(Dataset entries)

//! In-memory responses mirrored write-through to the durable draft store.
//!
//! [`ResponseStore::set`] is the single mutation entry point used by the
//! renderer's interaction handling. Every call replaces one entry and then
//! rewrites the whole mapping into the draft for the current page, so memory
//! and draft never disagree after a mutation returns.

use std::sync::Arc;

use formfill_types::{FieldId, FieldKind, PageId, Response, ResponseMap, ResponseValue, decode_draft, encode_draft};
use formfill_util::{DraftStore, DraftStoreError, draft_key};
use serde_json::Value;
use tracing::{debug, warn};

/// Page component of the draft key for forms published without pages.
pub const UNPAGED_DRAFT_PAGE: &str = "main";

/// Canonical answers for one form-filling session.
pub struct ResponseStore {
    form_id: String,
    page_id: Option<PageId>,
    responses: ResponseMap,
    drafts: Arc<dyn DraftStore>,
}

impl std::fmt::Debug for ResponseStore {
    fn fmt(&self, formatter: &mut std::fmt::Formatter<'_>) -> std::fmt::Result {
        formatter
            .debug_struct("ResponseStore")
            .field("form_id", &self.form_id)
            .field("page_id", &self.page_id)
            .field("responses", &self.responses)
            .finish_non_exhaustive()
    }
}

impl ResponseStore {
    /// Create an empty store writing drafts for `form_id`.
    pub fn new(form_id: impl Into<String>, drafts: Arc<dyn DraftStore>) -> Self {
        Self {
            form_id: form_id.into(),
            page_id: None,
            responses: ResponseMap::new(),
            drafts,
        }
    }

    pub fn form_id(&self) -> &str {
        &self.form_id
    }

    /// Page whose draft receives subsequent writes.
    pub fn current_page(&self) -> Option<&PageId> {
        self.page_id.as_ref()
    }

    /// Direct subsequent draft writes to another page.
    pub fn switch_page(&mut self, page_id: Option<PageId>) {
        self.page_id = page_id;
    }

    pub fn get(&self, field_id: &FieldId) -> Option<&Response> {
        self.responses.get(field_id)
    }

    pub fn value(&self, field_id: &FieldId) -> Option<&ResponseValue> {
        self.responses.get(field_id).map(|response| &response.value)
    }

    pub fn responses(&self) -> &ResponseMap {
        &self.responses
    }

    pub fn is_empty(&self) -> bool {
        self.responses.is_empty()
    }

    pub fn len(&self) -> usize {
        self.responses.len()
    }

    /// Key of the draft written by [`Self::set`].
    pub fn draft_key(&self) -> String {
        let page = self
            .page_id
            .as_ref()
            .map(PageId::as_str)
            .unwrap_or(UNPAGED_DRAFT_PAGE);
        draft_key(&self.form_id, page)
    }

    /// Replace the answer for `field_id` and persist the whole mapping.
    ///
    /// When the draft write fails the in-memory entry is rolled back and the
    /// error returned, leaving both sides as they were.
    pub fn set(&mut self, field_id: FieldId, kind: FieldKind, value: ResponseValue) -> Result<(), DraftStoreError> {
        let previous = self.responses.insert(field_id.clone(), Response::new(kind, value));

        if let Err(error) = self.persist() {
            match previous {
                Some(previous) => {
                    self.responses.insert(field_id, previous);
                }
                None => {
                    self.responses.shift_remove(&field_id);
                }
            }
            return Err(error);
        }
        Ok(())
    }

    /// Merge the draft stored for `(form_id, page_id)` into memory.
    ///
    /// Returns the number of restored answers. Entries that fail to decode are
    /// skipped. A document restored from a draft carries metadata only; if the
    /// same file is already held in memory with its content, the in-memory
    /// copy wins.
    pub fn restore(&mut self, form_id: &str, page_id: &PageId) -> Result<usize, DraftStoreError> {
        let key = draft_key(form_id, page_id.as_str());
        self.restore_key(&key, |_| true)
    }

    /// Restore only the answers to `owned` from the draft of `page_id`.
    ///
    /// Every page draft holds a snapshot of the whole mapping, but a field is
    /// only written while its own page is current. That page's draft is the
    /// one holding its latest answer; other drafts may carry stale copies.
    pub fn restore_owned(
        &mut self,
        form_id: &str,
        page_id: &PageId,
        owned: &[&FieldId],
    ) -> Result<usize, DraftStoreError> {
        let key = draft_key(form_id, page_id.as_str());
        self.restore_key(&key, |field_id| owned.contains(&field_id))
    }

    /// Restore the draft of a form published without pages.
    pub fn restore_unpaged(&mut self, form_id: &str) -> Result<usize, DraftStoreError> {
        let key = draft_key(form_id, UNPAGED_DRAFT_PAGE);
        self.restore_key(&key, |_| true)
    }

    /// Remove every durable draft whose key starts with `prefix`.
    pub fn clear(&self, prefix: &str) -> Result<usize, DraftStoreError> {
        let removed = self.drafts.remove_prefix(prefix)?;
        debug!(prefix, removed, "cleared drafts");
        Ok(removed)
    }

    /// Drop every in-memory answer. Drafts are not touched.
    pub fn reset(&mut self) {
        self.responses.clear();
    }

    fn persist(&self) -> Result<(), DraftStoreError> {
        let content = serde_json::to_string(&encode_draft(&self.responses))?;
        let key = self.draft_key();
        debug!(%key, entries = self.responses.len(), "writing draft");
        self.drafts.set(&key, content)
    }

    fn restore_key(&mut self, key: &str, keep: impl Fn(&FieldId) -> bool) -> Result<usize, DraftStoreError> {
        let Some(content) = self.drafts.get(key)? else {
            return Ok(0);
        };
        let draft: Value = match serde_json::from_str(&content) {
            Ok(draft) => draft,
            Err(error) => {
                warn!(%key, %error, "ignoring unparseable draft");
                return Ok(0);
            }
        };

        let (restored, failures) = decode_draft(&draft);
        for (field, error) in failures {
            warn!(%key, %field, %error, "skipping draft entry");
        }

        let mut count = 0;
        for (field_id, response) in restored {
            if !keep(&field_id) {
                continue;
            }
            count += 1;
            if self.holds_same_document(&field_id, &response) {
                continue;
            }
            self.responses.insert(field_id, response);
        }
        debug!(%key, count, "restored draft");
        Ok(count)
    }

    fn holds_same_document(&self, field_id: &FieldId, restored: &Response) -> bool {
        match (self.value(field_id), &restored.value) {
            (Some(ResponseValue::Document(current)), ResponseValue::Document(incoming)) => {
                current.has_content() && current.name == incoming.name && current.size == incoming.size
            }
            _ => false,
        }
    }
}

Prompt
In the records above, find each line holding "count" and copy it.

Exercise solution
        let mut count = 0;
            count += 1;
        debug!(%key, count, "restored draft");
        Ok(count)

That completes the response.